• Aim of the task:
Isolate every line in the records below with "ExecImage" in it.

*** Provided data Section Begins ***

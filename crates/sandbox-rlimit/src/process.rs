//! Child side of a bounded run: everything between `fork` and `exec`.
//!
//! The child is a copy of a possibly multi-threaded parent, so it only makes
//! async-signal-safe calls. Strings, pointer arrays and `/dev/null`
//! descriptors are all prepared in the parent before the fork.

use std::convert::Infallible;
use std::ffi::{CString, OsStr};
use std::fs::{File, OpenOptions};
use std::os::fd::{AsRawFd, OwnedFd};
use std::os::unix::ffi::OsStrExt;

use nix::errno::Errno;
use nix::sys::signal::{SigHandler, SigSet, SigmaskHow, Signal, signal, sigprocmask};
use nix::unistd::write;
use sandbox::{
    ExecConfig, LimitError, LimitInstaller, LimitKind, ResourceLimits, Result, SandboxError,
    SetupFailure, Stdio,
};

/// Size of a failure record on the status pipe.
pub(crate) const RECORD_LEN: usize = 8;

const TAG_CPU: i32 = 1;
const TAG_DATA: i32 = 2;
const TAG_STACK: i32 = 3;
const TAG_EXEC: i32 = 4;

/// Program and argument vector in the form `execvp` takes them.
pub(crate) struct ExecImage {
    program: CString,
    /// Owns the strings `argv_ptrs` points into.
    _argv: Vec<CString>,
    /// NULL-terminated.
    argv_ptrs: Vec<*const libc::c_char>,
}

impl ExecImage {
    pub(crate) fn new(config: &ExecConfig) -> Result<Self> {
        let program = to_cstring(config.program().as_os_str())?;
        let argv = config
            .argv()
            .iter()
            .map(|arg| to_cstring(arg))
            .collect::<Result<Vec<_>>>()?;
        let mut argv_ptrs: Vec<*const libc::c_char> = argv.iter().map(|a| a.as_ptr()).collect();
        argv_ptrs.push(std::ptr::null());
        Ok(Self {
            program,
            _argv: argv,
            argv_ptrs,
        })
    }

    /// Replace the current process image. Only ever returns on failure.
    fn exec(&self) -> std::result::Result<Infallible, Errno> {
        // SAFETY: `program` and every `argv_ptrs` entry point at live
        // NUL-terminated strings owned by `self`, and the array ends in NULL.
        unsafe { libc::execvp(self.program.as_ptr(), self.argv_ptrs.as_ptr()) };
        Err(Errno::last())
    }
}

fn to_cstring(s: &OsStr) -> Result<CString> {
    CString::new(s.as_bytes()).map_err(|_| {
        SandboxError::InvalidArgument(format!("{:?} contains a NUL byte", s.to_string_lossy()))
    })
}

/// `/dev/null` descriptors for streams the caller asked to discard.
pub(crate) struct Redirects {
    stdout: Option<File>,
    stderr: Option<File>,
}

impl Redirects {
    pub(crate) fn open(config: &ExecConfig) -> Result<Self> {
        Ok(Self {
            stdout: open_target(config.stdout_mode())?,
            stderr: open_target(config.stderr_mode())?,
        })
    }

    fn apply(&self) -> std::result::Result<(), Errno> {
        let targets = [
            (&self.stdout, libc::STDOUT_FILENO),
            (&self.stderr, libc::STDERR_FILENO),
        ];
        for (file, target) in targets {
            if let Some(file) = file {
                // SAFETY: both descriptors are open; dup2 has no memory effects.
                if unsafe { libc::dup2(file.as_raw_fd(), target) } == -1 {
                    return Err(Errno::last());
                }
            }
        }
        Ok(())
    }
}

fn open_target(stdio: Stdio) -> Result<Option<File>> {
    match stdio {
        Stdio::Inherit => Ok(None),
        Stdio::Null => Ok(Some(OpenOptions::new().write(true).open("/dev/null")?)),
    }
}

/// Body of the forked child: restore default signal handling, point the
/// streams where the caller asked, install the ceilings, then become the
/// target program. Any failure is written to `status` and ends the child with
/// a reserved exit code; the program never runs without its ceilings.
pub(crate) fn exec_bounded<I: LimitInstaller>(
    installer: &I,
    limits: &ResourceLimits,
    image: &ExecImage,
    redirects: &Redirects,
    unblocked: &SigSet,
    status: OwnedFd,
) -> ! {
    if let Err(errno) = reset_signals(unblocked) {
        fail(&status, SetupFailure::Exec(errno));
    }
    if let Err(errno) = redirects.apply() {
        fail(&status, SetupFailure::Exec(errno));
    }
    if let Err(e) = installer.apply(limits) {
        fail(&status, SetupFailure::Limit(e));
    }
    let Err(errno) = image.exec();
    fail(&status, SetupFailure::Exec(errno))
}

/// Ignored dispositions and the blocked mask survive exec. The Rust runtime
/// ignores SIGPIPE, so put it back before the target inherits it.
fn reset_signals(unblocked: &SigSet) -> std::result::Result<(), Errno> {
    // SAFETY: SIG_DFL installs no handler code in this process.
    unsafe { signal(Signal::SIGPIPE, SigHandler::SigDfl) }?;
    sigprocmask(SigmaskHow::SIG_SETMASK, Some(unblocked), None)
}

fn fail(status: &OwnedFd, failure: SetupFailure) -> ! {
    let _ = write(status, &encode(failure));

    let stderr = std::io::stderr();
    let _ = write(&stderr, b"sandbox: ");
    match failure {
        SetupFailure::Limit(LimitError { kind, errno }) => {
            let _ = write(&stderr, b"failed to set ");
            let _ = write(&stderr, kind.resource_name().as_bytes());
            let _ = write(&stderr, b": ");
            let _ = write(&stderr, errno.desc().as_bytes());
        }
        SetupFailure::Exec(errno) => {
            let _ = write(&stderr, b"exec failed: ");
            let _ = write(&stderr, errno.desc().as_bytes());
        }
    }
    let _ = write(&stderr, b"\n");

    // SAFETY: _exit skips atexit handlers and stdio flushing, which belong to
    // the parent image this child was copied from.
    unsafe { libc::_exit(failure.exit_code()) }
}

/// Status pipe record: failure tag then errno, native endian.
pub(crate) fn encode(failure: SetupFailure) -> [u8; RECORD_LEN] {
    let (tag, errno) = match failure {
        SetupFailure::Limit(LimitError { kind, errno }) => {
            let tag = match kind {
                LimitKind::Cpu => TAG_CPU,
                LimitKind::Data => TAG_DATA,
                LimitKind::Stack => TAG_STACK,
            };
            (tag, errno)
        }
        SetupFailure::Exec(errno) => (TAG_EXEC, errno),
    };
    let [a, b, c, d] = tag.to_ne_bytes();
    let [e, f, g, h] = (errno as i32).to_ne_bytes();
    [a, b, c, d, e, f, g, h]
}

/// Inverse of [`encode`]; `None` for anything that isn't a whole record.
pub(crate) fn decode(buf: &[u8]) -> Option<SetupFailure> {
    let record: &[u8; RECORD_LEN] = buf.try_into().ok()?;
    let (tag, rest) = record.split_first_chunk::<4>()?;
    let errno = Errno::from_raw(i32::from_ne_bytes(*rest.first_chunk::<4>()?));
    let kind = match i32::from_ne_bytes(*tag) {
        TAG_CPU => LimitKind::Cpu,
        TAG_DATA => LimitKind::Data,
        TAG_STACK => LimitKind::Stack,
        TAG_EXEC => return Some(SetupFailure::Exec(errno)),
        _ => return None,
    };
    Some(SetupFailure::Limit(LimitError { kind, errno }))
}

#[cfg(test)]
mod tests {
    use super::*;

    fn limits() -> ResourceLimits {
        ResourceLimits::new(1, 1024 * 1024).unwrap()
    }

    #[test]
    fn limit_failure_survives_the_pipe() {
        let failure = SetupFailure::Limit(LimitError {
            kind: LimitKind::Stack,
            errno: Errno::EPERM,
        });
        assert_eq!(decode(&encode(failure)), Some(failure));
    }

    #[test]
    fn exec_failure_survives_the_pipe() {
        let failure = SetupFailure::Exec(Errno::ENOENT);
        assert_eq!(decode(&encode(failure)), Some(failure));
    }

    #[test]
    fn decode_rejects_short_and_unknown_records() {
        assert_eq!(decode(&[]), None);
        assert_eq!(decode(&[1, 0, 0]), None);

        let mut bogus = encode(SetupFailure::Exec(Errno::EACCES));
        bogus[..4].copy_from_slice(&99i32.to_ne_bytes());
        assert_eq!(decode(&bogus), None);
    }

    #[test]
    fn image_is_null_terminated() {
        let config = ExecConfig::new("/bin/echo", ["echo", "hi"], limits());
        let image = ExecImage::new(&config).unwrap();
        assert_eq!(image.program.as_bytes(), b"/bin/echo");
        assert_eq!(image.argv_ptrs.len(), 3);
        assert!(image.argv_ptrs[2].is_null());
    }

    #[test]
    fn nul_bytes_are_rejected_before_fork() {
        let config = ExecConfig::new("/bin/echo", ["echo", "a\0b"], limits());
        let err = ExecImage::new(&config).err().unwrap();
        assert!(matches!(err, SandboxError::InvalidArgument(_)));
    }

    #[test]
    fn inherit_opens_nothing() {
        let config = ExecConfig::new("/bin/true", ["true"], limits());
        let redirects = Redirects::open(&config).unwrap();
        assert!(redirects.stdout.is_none());
        assert!(redirects.stderr.is_none());
    }

    #[test]
    fn null_opens_dev_null() {
        let config = ExecConfig::new("/bin/true", ["true"], limits()).stderr(Stdio::Null);
        let redirects = Redirects::open(&config).unwrap();
        assert!(redirects.stdout.is_none());
        assert!(redirects.stderr.is_some());
    }
}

*** Provided data Section Ends ***

• Answer section:
pub(crate) struct ExecImage {
impl ExecImage {
    image: &ExecImage,
        let image = ExecImage::new(&config).unwrap();
        let err = ExecImage::new(&config).err().unwrap();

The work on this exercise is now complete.